Task directions:
Write out the whole listing exactly.

_ _ _

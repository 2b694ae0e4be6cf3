//! WS-Trust issue and validate flows, with SAML assertions travelling
//! as opaque issued tokens.

use chrono::Duration;
use fedlink_saml::{write as saml_write, SamlObject};
use fedlink_wstrust::constants::{key_types, request_types, status_codes};
use fedlink_wstrust::types::{
    Lifetime, RequestSecurityToken, RequestSecurityTokenResponse, Status,
};
use fedlink_wstrust::{WsTrustObject, WsTrustParser};
use fedlink_xml::XmlCursor;

use crate::common::{fixed_instant, sample_assertion};

const SAML2_TOKEN_TYPE: &str = "urn:oasis:names:tc:SAML:2.0:assertion";

#[test]
fn issue_request_round_trips() {
    let mut request = RequestSecurityToken::issue(SAML2_TOKEN_TYPE);
    request.context = Some("ctx-7".to_owned());
    request.applies_to = Some(fedlink_wstrust::types::EndpointReference::new(
        "http://service.example.org",
    ));
    request.key_type = Some(key_types::BEARER.to_owned());

    let xml = fedlink_wstrust::write::to_xml_string(&WsTrustObject::Request(request.clone()))
        .unwrap();
    assert!(xml.contains(request_types::ISSUE));
    let parsed = WsTrustParser::parse_str(&xml).unwrap();
    assert_eq!(parsed, WsTrustObject::Request(request));
}

#[test]
fn issued_saml_assertion_travels_opaquely() {
    // The "issued token" is a real SAML assertion, captured as DOM.
    let assertion_xml =
        saml_write::to_xml_string(&SamlObject::Assertion(sample_assertion("ID_tok"))).unwrap();
    let token = XmlCursor::new(&assertion_xml).dom_element().unwrap();

    let mut response = RequestSecurityTokenResponse::default();
    response.context = Some("ctx-7".to_owned());
    response.token_type = Some(SAML2_TOKEN_TYPE.to_owned());
    response.lifetime = Some(Lifetime {
        created: Some(fixed_instant()),
        expires: Some(fixed_instant() + Duration::hours(2)),
    });
    response.requested_security_token = Some(token);

    let xml = fedlink_wstrust::write::to_xml_string(&WsTrustObject::Response(response.clone()))
        .unwrap();
    let parsed = WsTrustParser::parse_str(&xml).unwrap();
    assert_eq!(parsed, WsTrustObject::Response(response.clone()));

    // The embedded assertion is still a parseable SAML document.
    let reparsed = match parsed {
        WsTrustObject::Response(inner) => inner.requested_security_token.unwrap(),
        other => panic!("expected a response, got {other:?}"),
    };
    let embedded = fedlink_saml::SamlParser::parse_str(&reparsed.to_xml().unwrap()).unwrap();
    assert_eq!(embedded, SamlObject::Assertion(sample_assertion("ID_tok")));
}

#[test]
fn validate_flow_reports_status() {
    let assertion_xml =
        saml_write::to_xml_string(&SamlObject::Assertion(sample_assertion("ID_tok"))).unwrap();
    let target = XmlCursor::new(&assertion_xml).dom_element().unwrap();

    let request = RequestSecurityToken::validate(target);
    let xml = fedlink_wstrust::write::to_xml_string(&WsTrustObject::Request(request.clone()))
        .unwrap();
    let parsed = WsTrustParser::parse_str(&xml).unwrap();
    assert_eq!(parsed, WsTrustObject::Request(request));

    let mut response = RequestSecurityTokenResponse::default();
    response.status = Some(Status::invalid("token expired"));
    let xml = fedlink_wstrust::write::to_xml_string(&WsTrustObject::Response(response)).unwrap();
    match WsTrustParser::parse_str(&xml).unwrap() {
        WsTrustObject::Response(inner) => {
            let status = inner.status.unwrap();
            assert_eq!(status.code, status_codes::INVALID);
            assert_eq!(status.reason.as_deref(), Some("token expired"));
        }
        other => panic!("expected a response, got {other:?}"),
    }
}

#[test]
fn on_behalf_of_token_survives_a_round_trip() {
    let xml = r#"<wst:RequestSecurityToken
        xmlns:wst="http://docs.oasis-open.org/ws-sx/ws-trust/200512"
        xmlns:wsse="http://docs.oasis-open.org/wss/2004/01/oasis-200401-wss-wssecurity-secext-1.0.xsd">
        <wst:RequestType>http://docs.oasis-open.org/ws-sx/ws-trust/200512/Issue</wst:RequestType>
        <wst:OnBehalfOf>
            <wsse:UsernameToken><wsse:Username>alice</wsse:Username></wsse:UsernameToken>
        </wst:OnBehalfOf>
    </wst:RequestSecurityToken>"#;

    let parsed = WsTrustParser::parse_str(xml).unwrap();
    let request = match &parsed {
        WsTrustObject::Request(inner) => inner.clone(),
        other => panic!("expected a request, got {other:?}"),
    };
    let token = request.on_behalf_of.as_ref().expect("on-behalf-of token");
    assert_eq!(token.name.local_name, "UsernameToken");

    let rewritten =
        fedlink_wstrust::write::to_xml_string(&WsTrustObject::Request(request)).unwrap();
    assert_eq!(WsTrustParser::parse_str(&rewritten).unwrap(), parsed);
}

_ _ _

Exercise response:
repository 2b694ae0e4be6cf3
//! WS-Trust issue and validate flows, with SAML assertions travelling
//! as opaque issued tokens.

use chrono::Duration;
use fedlink_saml::{write as saml_write, SamlObject};
use fedlink_wstrust::constants::{key_types, request_types, status_codes};
use fedlink_wstrust::types::{
    Lifetime, RequestSecurityToken, RequestSecurityTokenResponse, Status,
};
use fedlink_wstrust::{WsTrustObject, WsTrustParser};
use fedlink_xml::XmlCursor;

use crate::common::{fixed_instant, sample_assertion};

const SAML2_TOKEN_TYPE: &str = "urn:oasis:names:tc:SAML:2.0:assertion";

#[test]
fn issue_request_round_trips() {
    let mut request = RequestSecurityToken::issue(SAML2_TOKEN_TYPE);
    request.context = Some("ctx-7".to_owned());
    request.applies_to = Some(fedlink_wstrust::types::EndpointReference::new(
        "http://service.example.org",
    ));
    request.key_type = Some(key_types::BEARER.to_owned());

    let xml = fedlink_wstrust::write::to_xml_string(&WsTrustObject::Request(request.clone()))
        .unwrap();
    assert!(xml.contains(request_types::ISSUE));
    let parsed = WsTrustParser::parse_str(&xml).unwrap();
    assert_eq!(parsed, WsTrustObject::Request(request));
}

#[test]
fn issued_saml_assertion_travels_opaquely() {
    // The "issued token" is a real SAML assertion, captured as DOM.
    let assertion_xml =
        saml_write::to_xml_string(&SamlObject::Assertion(sample_assertion("ID_tok"))).unwrap();
    let token = XmlCursor::new(&assertion_xml).dom_element().unwrap();

    let mut response = RequestSecurityTokenResponse::default();
    response.context = Some("ctx-7".to_owned());
    response.token_type = Some(SAML2_TOKEN_TYPE.to_owned());
    response.lifetime = Some(Lifetime {
        created: Some(fixed_instant()),
        expires: Some(fixed_instant() + Duration::hours(2)),
    });
    response.requested_security_token = Some(token);

    let xml = fedlink_wstrust::write::to_xml_string(&WsTrustObject::Response(response.clone()))
        .unwrap();
    let parsed = WsTrustParser::parse_str(&xml).unwrap();
    assert_eq!(parsed, WsTrustObject::Response(response.clone()));

    // The embedded assertion is still a parseable SAML document.
    let reparsed = match parsed {
        WsTrustObject::Response(inner) => inner.requested_security_token.unwrap(),
        other => panic!("expected a response, got {other:?}"),
    };
    let embedded = fedlink_saml::SamlParser::parse_str(&reparsed.to_xml().unwrap()).unwrap();
    assert_eq!(embedded, SamlObject::Assertion(sample_assertion("ID_tok")));
}

#[test]
fn validate_flow_reports_status() {
    let assertion_xml =
        saml_write::to_xml_string(&SamlObject::Assertion(sample_assertion("ID_tok"))).unwrap();
    let target = XmlCursor::new(&assertion_xml).dom_element().unwrap();

    let request = RequestSecurityToken::validate(target);
    let xml = fedlink_wstrust::write::to_xml_string(&WsTrustObject::Request(request.clone()))
        .unwrap();
    let parsed = WsTrustParser::parse_str(&xml).unwrap();
    assert_eq!(parsed, WsTrustObject::Request(request));

    let mut response = RequestSecurityTokenResponse::default();
    response.status = Some(Status::invalid("token expired"));
    let xml = fedlink_wstrust::write::to_xml_string(&WsTrustObject::Response(response)).unwrap();
    match WsTrustParser::parse_str(&xml).unwrap() {
        WsTrustObject::Response(inner) => {
            let status = inner.status.unwrap();
            assert_eq!(status.code, status_codes::INVALID);
            assert_eq!(status.reason.as_deref(), Some("token expired"));
        }
        other => panic!("expected a response, got {other:?}"),
    }
}

#[test]
fn on_behalf_of_token_survives_a_round_trip() {
    let xml = r#"<wst:RequestSecurityToken
        xmlns:wst="http://docs.oasis-open.org/ws-sx/ws-trust/200512"
        xmlns:wsse="http://docs.oasis-open.org/wss/2004/01/oasis-200401-wss-wssecurity-secext-1.0.xsd">
        <wst:RequestType>http://docs.oasis-open.org/ws-sx/ws-trust/200512/Issue</wst:RequestType>
        <wst:OnBehalfOf>
            <wsse:UsernameToken><wsse:Username>alice</wsse:Username></wsse:UsernameToken>
        </wst:OnBehalfOf>
    </wst:RequestSecurityToken>"#;

    let parsed = WsTrustParser::parse_str(xml).unwrap();
    let request = match &parsed {
        WsTrustObject::Request(inner) => inner.clone(),
        other => panic!("expected a request, got {other:?}"),
    };
    let token = request.on_behalf_of.as_ref().expect("on-behalf-of token");
    assert_eq!(token.name.local_name, "UsernameToken");

    let rewritten =
        fedlink_wstrust::write::to_xml_string(&WsTrustObject::Request(request)).unwrap();
    assert_eq!(WsTrustParser::parse_str(&rewritten).unwrap(), parsed);
}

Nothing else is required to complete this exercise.